The cardinal rule in statutory construction is to ascertain and give effect to the intent of the legislature. (People v. Boykin (1983), 94 Ill. 2d 138, 141, 445 N.E.2d 1174, 1175.) In determining the legislative intent, courts should first consider the statutory language. (Boykin, 94 Ill. 2d at 141, 445 N.E.2d at 1175.) If that language is clear, it will be given effect without resort to other aids of construction. (People v. Robinson (1982), 89 Ill. 2d 469, 475-76, 433 N.E.2d 674, 677.) Also, statutes should be construed so that language contained therein *937is not rendered meaningless or superfluous. People v. Singleton (1984), 103 Ill. 2d 339, 345, 469 N.E.2d 200, 203.

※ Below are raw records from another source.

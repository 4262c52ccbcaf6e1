use log::debug;
use crate::coord::{Coord2D, Dimension2D, Direction2D, Shape2D};
use crate::error::Error;
use crate::message::Communicator;




/**
 * Describes how a 2D array is spread over a non-periodic Cartesian grid of
 * processes, and resolves this process's position and neighbours in that
 * grid. The distribution owns its communicator exclusively; it is not
 * modified after construction, and every query is a pure function of the
 * grid extents and the local rank.
 */
pub struct CartesianDistribution2D<C> {
    comm: C,
    extents: Shape2D,
}




// ============================================================================
impl<C: Communicator> CartesianDistribution2D<C> {

    /**
     * Arrange the processes of `comm` into a grid with the given extents.
     * Ranks may be renumbered by the transport. Fails if the grid does not
     * have exactly one cell per process.
     */
    pub fn new(comm: C, extents: Shape2D) -> Result<Self, Error> {
        if extents.product() != comm.size() {
            return Err(Error::DistributionMismatch { extents, size: comm.size() });
        }
        let comm = comm.into_cartesian(extents)?;
        let distribution = Self { comm, extents };

        debug!(
            "rank {} placed at ({} {}) in {}x{} process grid",
            distribution.rank(),
            distribution.coord().y(),
            distribution.coord().x(),
            extents.y(),
            extents.x());

        Ok(distribution)
    }

    /// The shape of the process grid.
    pub fn extents(&self) -> Shape2D {
        self.extents
    }

    pub fn extent(&self, dim: Dimension2D) -> usize {
        self.extents[dim]
    }

    /// The coordinate of this process in the grid.
    pub fn coord(&self) -> Coord2D {
        self.coord_of(self.rank())
    }

    /**
     * Return the grid coordinate of any rank, as placed by the transport's
     * Cartesian topology.
     */
    pub fn coord_of(&self, rank: usize) -> Coord2D {
        self.comm.coordinates(rank, self.extents)
    }

    /**
     * Return the rank at a grid coordinate, or `None` if the coordinate is
     * outside the grid.
     */
    pub fn rank_of(&self, coord: Coord2D) -> Option<usize> {
        if coord.y() < self.extents.y() && coord.x() < self.extents.x() {
            Some(self.comm.rank_at(coord, self.extents))
        } else {
            None
        }
    }

    /**
     * Return the rank of the adjacent process in the given direction, or
     * `None` if this process is on the physical boundary on that side.
     */
    pub fn neighbour_rank(&self, direction: Direction2D) -> Option<usize> {
        let dim = direction.dimension();
        let mut coord = self.coord();
        coord[dim] = coord[dim].checked_add_signed(direction.displacement())?;
        self.rank_of(coord)
    }

    pub fn size(&self) -> usize {
        self.comm.size()
    }

    pub fn rank(&self) -> usize {
        self.comm.rank()
    }

    /// The Cartesian communicator shared by every field on this distribution.
    pub fn communicator(&self) -> &C {
        &self.comm
    }
}




// ============================================================================
#[cfg(test)]
mod test {

    use super::CartesianDistribution2D;
    use crate::coord::{Coord2D, Direction2D, Shape2D};
    use crate::error::Error;
    use crate::message::comm::Tag;
    use crate::message::{spawn_group, Communicator, LocalCommunicator};

    /// Places ranks in column-major order, as a transport with its own
    /// topology might.
    struct ColumnMajor(LocalCommunicator);

    impl Communicator for ColumnMajor {
        fn rank(&self) -> usize {
            self.0.rank()
        }

        fn size(&self) -> usize {
            self.0.size()
        }

        fn send(&self, rank: usize, tag: Tag, message: &[f64]) -> Result<(), Error> {
            self.0.send(rank, tag, message)
        }

        fn receive(&self, rank: usize, tag: Tag) -> Result<Vec<f64>, Error> {
            self.0.receive(rank, tag)
        }

        fn coordinates(&self, rank: usize, extents: Shape2D) -> Coord2D {
            Coord2D::new(rank % extents.y(), rank / extents.y())
        }

        fn rank_at(&self, coord: Coord2D, extents: Shape2D) -> usize {
            coord.x() * extents.y() + coord.y()
        }
    }

    #[test]
    fn placement_is_taken_from_the_communicator() {
        let comm = ColumnMajor(LocalCommunicator::group(6).remove(4));
        let dist = CartesianDistribution2D::new(comm, Shape2D::new(2, 3)).unwrap();
        assert_eq!(dist.coord(), Coord2D::new(0, 2));
        assert_eq!(dist.neighbour_rank(Direction2D::Up), Some(5));
        assert_eq!(dist.neighbour_rank(Direction2D::Left), Some(2));
        assert_eq!(dist.neighbour_rank(Direction2D::Right), None);
        assert_eq!(dist.neighbour_rank(Direction2D::Down), None);
        assert_eq!(dist.rank_of(Coord2D::new(1, 0)), Some(1));
        assert_eq!(dist.rank_of(Coord2D::new(2, 0)), None);
    }

    #[test]
    fn grid_must_match_communicator_size() {
        let comm = LocalCommunicator::group(1).pop().unwrap();
        let result = CartesianDistribution2D::new(comm, Shape2D::new(2, 1));
        assert!(matches!(
            result,
            Err(Error::DistributionMismatch { size: 1, .. })));
    }

    #[test]
    fn single_process_has_no_neighbours() {
        let comm = LocalCommunicator::group(1).pop().unwrap();
        let dist = CartesianDistribution2D::new(comm, Shape2D::new(1, 1)).unwrap();
        assert_eq!(dist.coord(), Coord2D::new(0, 0));
        for dir in Direction2D::ALL {
            assert_eq!(dist.neighbour_rank(dir), None);
        }
    }

    #[test]
    fn corner_process_of_two_by_two_grid_sees_two_neighbours() {
        let neighbours = spawn_group(4, |comm| {
            let dist = CartesianDistribution2D::new(comm, Shape2D::new(2, 2)).unwrap();
            (dist.coord(), Direction2D::ALL.map(|dir| dist.neighbour_rank(dir)))
        });
        let (coord, [left, right, down, up]) = neighbours[0];
        assert_eq!(coord, Coord2D::new(0, 0));
        assert_eq!(left, None);
        assert_eq!(down, None);
        assert_eq!(right, Some(1));
        assert_eq!(up, Some(2));
    }

    #[test]
    fn neighbour_relation_is_antisymmetric() {
        let extents = Shape2D::new(3, 4);
        let table = spawn_group(12, |comm| {
            let dist = CartesianDistribution2D::new(comm, extents).unwrap();
            Direction2D::ALL.map(|dir| dist.neighbour_rank(dir))
        });
        for (p, neighbours) in table.iter().enumerate() {
            for dir in Direction2D::ALL {
                if let Some(q) = neighbours[dir.index()] {
                    assert_eq!(table[q][dir.opposite().index()], Some(p));
                }
            }
        }
        let boundary = table.iter().flatten().filter(|n| n.is_none()).count();
        assert_eq!(boundary, 2 * (3 + 4));
    }
}
use std::thread;

use crossbeam_channel::{Receiver, Sender};
use log::debug;

use super::comm::{Communicator, Tag};
use crate::error::Error;

type Envelope = (Tag, Vec<f64>);

/// A communicator between threads of a single process. A group of `n`
/// endpoints is wired with one unbounded channel per ordered pair of ranks,
/// so messages from a given peer are never overtaken by later ones, and
/// `send` never blocks.
///
pub struct LocalCommunicator {
    rank: usize,
    outbox: Vec<Sender<Envelope>>,
    inbox: Vec<Receiver<Envelope>>,
}

impl LocalCommunicator {
    /// Create the endpoints of a group of `size` ranks. Endpoint `n` of the
    /// returned vector has rank `n`.
    pub fn group(size: usize) -> Vec<Self> {
        let mut outboxes: Vec<Vec<Sender<Envelope>>> = (0..size).map(|_| Vec::new()).collect();
        let mut inboxes: Vec<Vec<Receiver<Envelope>>> = (0..size).map(|_| Vec::new()).collect();

        for outbox in outboxes.iter_mut() {
            for inbox in inboxes.iter_mut() {
                let (sink, src) = crossbeam_channel::unbounded();
                outbox.push(sink);
                inbox.push(src);
            }
        }

        // inboxes[dest][source] now receives what outboxes[source][dest] sends
        outboxes
            .into_iter()
            .zip(inboxes)
            .enumerate()
            .map(|(rank, (outbox, inbox))| LocalCommunicator { rank, outbox, inbox })
            .collect()
    }
}

impl Communicator for LocalCommunicator {
    fn rank(&self) -> usize {
        self.rank
    }

    fn size(&self) -> usize {
        self.outbox.len()
    }

    fn send(&self, rank: usize, tag: Tag, message: &[f64]) -> Result<(), Error> {
        let sink = self.outbox.get(rank).ok_or_else(|| {
            Error::Communication(format!("send to rank {} outside group of {}", rank, self.size()))
        })?;
        sink.send((tag, message.to_vec())).map_err(|_| {
            Error::Communication(format!("rank {} has hung up", rank))
        })
    }

    fn receive(&self, rank: usize, tag: Tag) -> Result<Vec<f64>, Error> {
        let src = self.inbox.get(rank).ok_or_else(|| {
            Error::Communication(format!("receive from rank {} outside group of {}", rank, self.size()))
        })?;
        let (received_tag, data) = src.recv().map_err(|_| {
            Error::Communication(format!("rank {} has hung up", rank))
        })?;

        if received_tag != tag {
            return Err(Error::Communication(format!(
                "expected tag {} from rank {}, received tag {}",
                tag,
                rank,
                received_tag)));
        }
        Ok(data)
    }
}

/// Run an SPMD program on a group of `size` threads, one per rank, each
/// given its own `LocalCommunicator`. Returns the per-rank results in rank
/// order once every thread has finished.
///
/// Panics if any of the rank threads panics.
///
pub fn spawn_group<F, T>(size: usize, program: F) -> Vec<T>
where
    F: Fn(LocalCommunicator) -> T + Send + Sync,
    T: Send,
{
    let program = &program;

    thread::scope(|scope| {
        let procs: Vec<_> = LocalCommunicator::group(size)
            .into_iter()
            .map(|comm| {
                debug!("starting rank {} of {}", comm.rank(), size);
                scope.spawn(move || program(comm))
            })
            .collect();

        procs
            .into_iter()
            .map(|process| process.join().unwrap())
            .collect()
    })
}
use std::rc::Rc;

use log::{debug, warn};

use crate::coord::{Coord2D, Dimension2D, Direction2D, Shape2D};
use crate::distribution::CartesianDistribution2D;
use crate::error::Error;
use crate::index_space::{IndexSpace, StridedLayout};
use crate::message::comm::{TAG_GHOST_X, TAG_GHOST_Y};
use crate::message::Communicator;
use crate::view::{View, ViewMut};




/**
 * The local block of a 2D array of `f64` distributed over a Cartesian
 * process grid, padded by ghost cells on every side.
 *
 * The values live in one contiguous row-major buffer covering the full
 * (padded) block. Every view handed out by the field aliases a sub-range of
 * that buffer: the full view, the interior ("noghost") view, and one ghost
 * band per direction. The interior and the four ghost bands are pairwise
 * disjoint; the corners of the padding belong to no band.
 *
 * `sync_ghosts` fills each ghost band that faces a neighbouring process with
 * the neighbour's interior values. Ghost bands on the physical boundary are
 * never written by the field.
 */
pub struct Distributed2DField<C> {
    distribution: Rc<CartesianDistribution2D<C>>,
    data: Vec<f64>,
    time: f64,
    delta_space: [f64; 2],
    global_shape: Shape2D,
    ghost_sizes: Shape2D,
    full: IndexSpace,
    noghost: IndexSpace,
    ghosts: [IndexSpace; 4],
    ghost_row: StridedLayout,
    ghost_col: StridedLayout,
    send_offsets: [usize; 4],
    recv_offsets: [usize; 4],
    send_buffer: Vec<f64>,
    recv_buffer: Vec<f64>,
}




// ============================================================================
impl<C: Communicator> Distributed2DField<C> {

    /**
     * Allocate the local block of a `global_shape` array distributed over
     * `distribution`, with `ghost_sizes` ghost cells on each side of each
     * axis. The interior and ghosts are zero-initialized and the time is 0.
     *
     * Fails if a process-grid extent does not divide the corresponding
     * global extent. A ghost band may be wider than the local interior; on
     * an axis with more than one process the band sent to a neighbour then
     * reaches into the ghost padding on the far side.
     */
    pub fn new(
        distribution: Rc<CartesianDistribution2D<C>>,
        global_shape: Shape2D,
        ghost_sizes: Shape2D,
        delta_space: [f64; 2],
    ) -> Result<Self, Error> {
        let dist_shape = distribution.extents();

        for dim in Dimension2D::ALL {
            if dist_shape[dim] == 0 || global_shape[dim] % dist_shape[dim] != 0 {
                return Err(Error::IndivisibleShape {
                    dimension: dim,
                    global: global_shape[dim],
                    distributed: dist_shape[dim],
                });
            }
        }
        let local = global_shape / dist_shape;

        for dim in Dimension2D::ALL {
            if ghost_sizes[dim] > local[dim] && dist_shape[dim] > 1 {
                warn!(
                    "ghost width {} exceeds local extent {} along {:?}",
                    ghost_sizes[dim],
                    local[dim],
                    dim);
            }
        }
        let full = IndexSpace::from_shape(local + ghost_sizes + ghost_sizes);
        let noghost = full.trim(ghost_sizes);
        let ghosts = Direction2D::ALL.map(|dir| ghost_space(&noghost, ghost_sizes, dir));
        let sources = Direction2D::ALL.map(|dir| source_space(&noghost, ghost_sizes, dir));

        let ghost_row = ghosts[Direction2D::Up.index()].memory_region_in(&full).layout();
        let ghost_col = ghosts[Direction2D::Right.index()].memory_region_in(&full).layout();
        let send_offsets = sources.map(|s| s.memory_region_in(&full).base());
        let recv_offsets = ghosts.clone().map(|g| g.memory_region_in(&full).base());
        let staging = ghost_row.len().max(ghost_col.len());

        debug!(
            "allocated {}x{} local block ({}x{} interior) of {}x{} field",
            full.dim().y(),
            full.dim().x(),
            local.y(),
            local.x(),
            global_shape.y(),
            global_shape.x());

        Ok(Self {
            distribution,
            data: vec![0.0; full.len()],
            time: 0.0,
            delta_space,
            global_shape,
            ghost_sizes,
            full,
            noghost,
            ghosts,
            ghost_row,
            ghost_col,
            send_offsets,
            recv_offsets,
            send_buffer: vec![0.0; staging],
            recv_buffer: vec![0.0; staging],
        })
    }

    /**
     * Build the distribution from a communicator and process-grid shape,
     * and allocate a field over it.
     */
    pub fn from_communicator(
        comm: C,
        dist_shape: Shape2D,
        global_shape: Shape2D,
        ghost_sizes: Shape2D,
        delta_space: [f64; 2],
    ) -> Result<Self, Error> {
        let distribution = Rc::new(CartesianDistribution2D::new(comm, dist_shape)?);
        Self::new(distribution, global_shape, ghost_sizes, delta_space)
    }

    /**
     * Fill the ghost bands facing neighbouring processes with the values of
     * those neighbours' interiors. The `Y` axis is completed before the `X`
     * axis. For each direction with a neighbour, the interior band of width
     * `ghost[d]` along that edge is sent, and the ghost band on that side is
     * overwritten with what the neighbour sends back. Ghost bands on the
     * physical boundary, and the corner cells of the padding, are left as
     * they were.
     *
     * Blocks until the exchanges with all neighbours have completed.
     */
    pub fn sync_ghosts(&mut self) -> Result<(), Error> {
        let comm = self.distribution.communicator();

        for dim in Dimension2D::ALL {
            let (layout, tag) = match dim {
                Dimension2D::Y => (self.ghost_row, TAG_GHOST_Y),
                Dimension2D::X => (self.ghost_col, TAG_GHOST_X),
            };
            let n = layout.len();

            for dir in dim.directions() {
                let peer = match self.distribution.neighbour_rank(dir) {
                    Some(peer) => peer,
                    None => continue,
                };
                let send = &mut self.send_buffer[..n];
                let recv = &mut self.recv_buffer[..n];

                layout.pack(&self.data, self.send_offsets[dir.index()], send);
                comm.send_receive(peer, tag, send, recv)?;
                layout.unpack(recv, &mut self.data, self.recv_offsets[dir.index()]);

                debug!("rank {} exchanged {} values {:?} with rank {}", comm.rank(), n, dir, peer);
            }
        }
        Ok(())
    }
}




// ============================================================================
impl<C> Distributed2DField<C> {

    /**
     * Exchange the contents of two fields, including their buffers and
     * views, without copying any values.
     */
    pub fn swap(&mut self, other: &mut Self) {
        std::mem::swap(self, other)
    }

    /// A view of the whole local block, ghosts included.
    pub fn full_view(&self) -> View<'_> {
        View::new(&self.data, self.full.memory_region_in(&self.full))
    }

    pub fn full_view_mut(&mut self) -> ViewMut<'_> {
        ViewMut::new(&mut self.data, self.full.memory_region_in(&self.full))
    }

    /// A view of the interior of the local block, ghosts excluded.
    pub fn noghost_view(&self) -> View<'_> {
        View::new(&self.data, self.noghost.memory_region_in(&self.full))
    }

    pub fn noghost_view_mut(&mut self) -> ViewMut<'_> {
        ViewMut::new(&mut self.data, self.noghost.memory_region_in(&self.full))
    }

    /// A view of the ghost band on the given side of the interior.
    pub fn ghost_view(&self, direction: Direction2D) -> View<'_> {
        View::new(&self.data, self.ghosts[direction.index()].memory_region_in(&self.full))
    }

    pub fn ghost_view_mut(&mut self, direction: Direction2D) -> ViewMut<'_> {
        let region = self.ghosts[direction.index()].memory_region_in(&self.full);
        ViewMut::new(&mut self.data, region)
    }

    pub fn time(&self) -> f64 {
        self.time
    }

    pub fn set_time(&mut self, time: f64) {
        self.time = time
    }

    /// The distance between consecutive grid points along `[y, x]`.
    pub fn delta_space(&self) -> [f64; 2] {
        self.delta_space
    }

    pub fn delta(&self, dim: Dimension2D) -> f64 {
        self.delta_space[dim.index()]
    }

    pub fn distribution(&self) -> &CartesianDistribution2D<C> {
        &self.distribution
    }

    pub fn global_shape(&self) -> Shape2D {
        self.global_shape
    }

    pub fn ghost_sizes(&self) -> Shape2D {
        self.ghost_sizes
    }

    /// The shape of the interior of the local block.
    pub fn local_shape(&self) -> Shape2D {
        self.noghost.dim()
    }

    /**
     * Return the global index of the first interior point of this block.
     */
    pub fn global_offset(&self) -> Coord2D
    where
        C: Communicator,
    {
        self.distribution.coord() * self.local_shape()
    }
}

impl<C> Clone for Distributed2DField<C> {
    fn clone(&self) -> Self {
        Self {
            distribution: Rc::clone(&self.distribution),
            data: self.data.clone(),
            time: self.time,
            delta_space: self.delta_space,
            global_shape: self.global_shape,
            ghost_sizes: self.ghost_sizes,
            full: self.full.clone(),
            noghost: self.noghost.clone(),
            ghosts: self.ghosts.clone(),
            ghost_row: self.ghost_row,
            ghost_col: self.ghost_col,
            send_offsets: self.send_offsets,
            recv_offsets: self.recv_offsets,
            send_buffer: self.send_buffer.clone(),
            recv_buffer: self.recv_buffer.clone(),
        }
    }
}




/**
 * The padding band just outside `interior` on the given side, spanning the
 * interior along the other axis.
 */
fn ghost_space(interior: &IndexSpace, ghost: Shape2D, direction: Direction2D) -> IndexSpace {
    let dim = direction.dimension();
    let r = interior.range(dim);
    let g = ghost[dim];

    match direction.displacement() {
        d if d < 0 => interior.with_range(dim, r.start - g .. r.start),
        _ => interior.with_range(dim, r.end .. r.end + g),
    }
}

/**
 * The band just inside `interior` on the given side, as wide as the ghost
 * band there. This is what the neighbour on that side receives.
 */
fn source_space(interior: &IndexSpace, ghost: Shape2D, direction: Direction2D) -> IndexSpace {
    let dim = direction.dimension();
    let r = interior.range(dim);
    let g = ghost[dim];

    match direction.displacement() {
        d if d < 0 => interior.with_range(dim, r.start .. r.start + g),
        _ => interior.with_range(dim, r.end - g .. r.end),
    }
}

The obvious intent of the enacted legislation is to alleviate the costs to the counties of the required collection of child support and maintenance payments by assessing a fee on those parties who make these payments. To this end, section 27.1(uX3) .provides that all parties making these payments shall pay this fee when it is authorized by the respective county board. It is also evident that this fee is to go into effect without any required court action, as it is contained in section 27.1. This section sets forth over 50 different fees the circuit clerk is to collect, without the necessity of a court order, for providing various services.

It is equally apparent section 705(6) is not intended to limit the collection of these fees by the clerk. Rather, the section is intended as a directive for the trial courts, requiring they order the responsible parties in subsequent proceedings to pay the fee.

Defendant maintains to so hold makes the language in section 705(6) mere surplusage, since section 27.1(uX3) already authorizes collection of the fee. However, defendant misapprehends the purposes of section 705(6). Those purposes are to assist in enforcement of the collection of the fee by making parties aware of the fee at the time the support or maintenance order is entered, and by providing collection through enforcement of court order, rather than by separate actions.

For the above-mentioned reasons, the judgment of the circuit court of Coles County is affirmed.

Affirmed.

McCULLOUGH, P.J., and KNECHT, J., concur.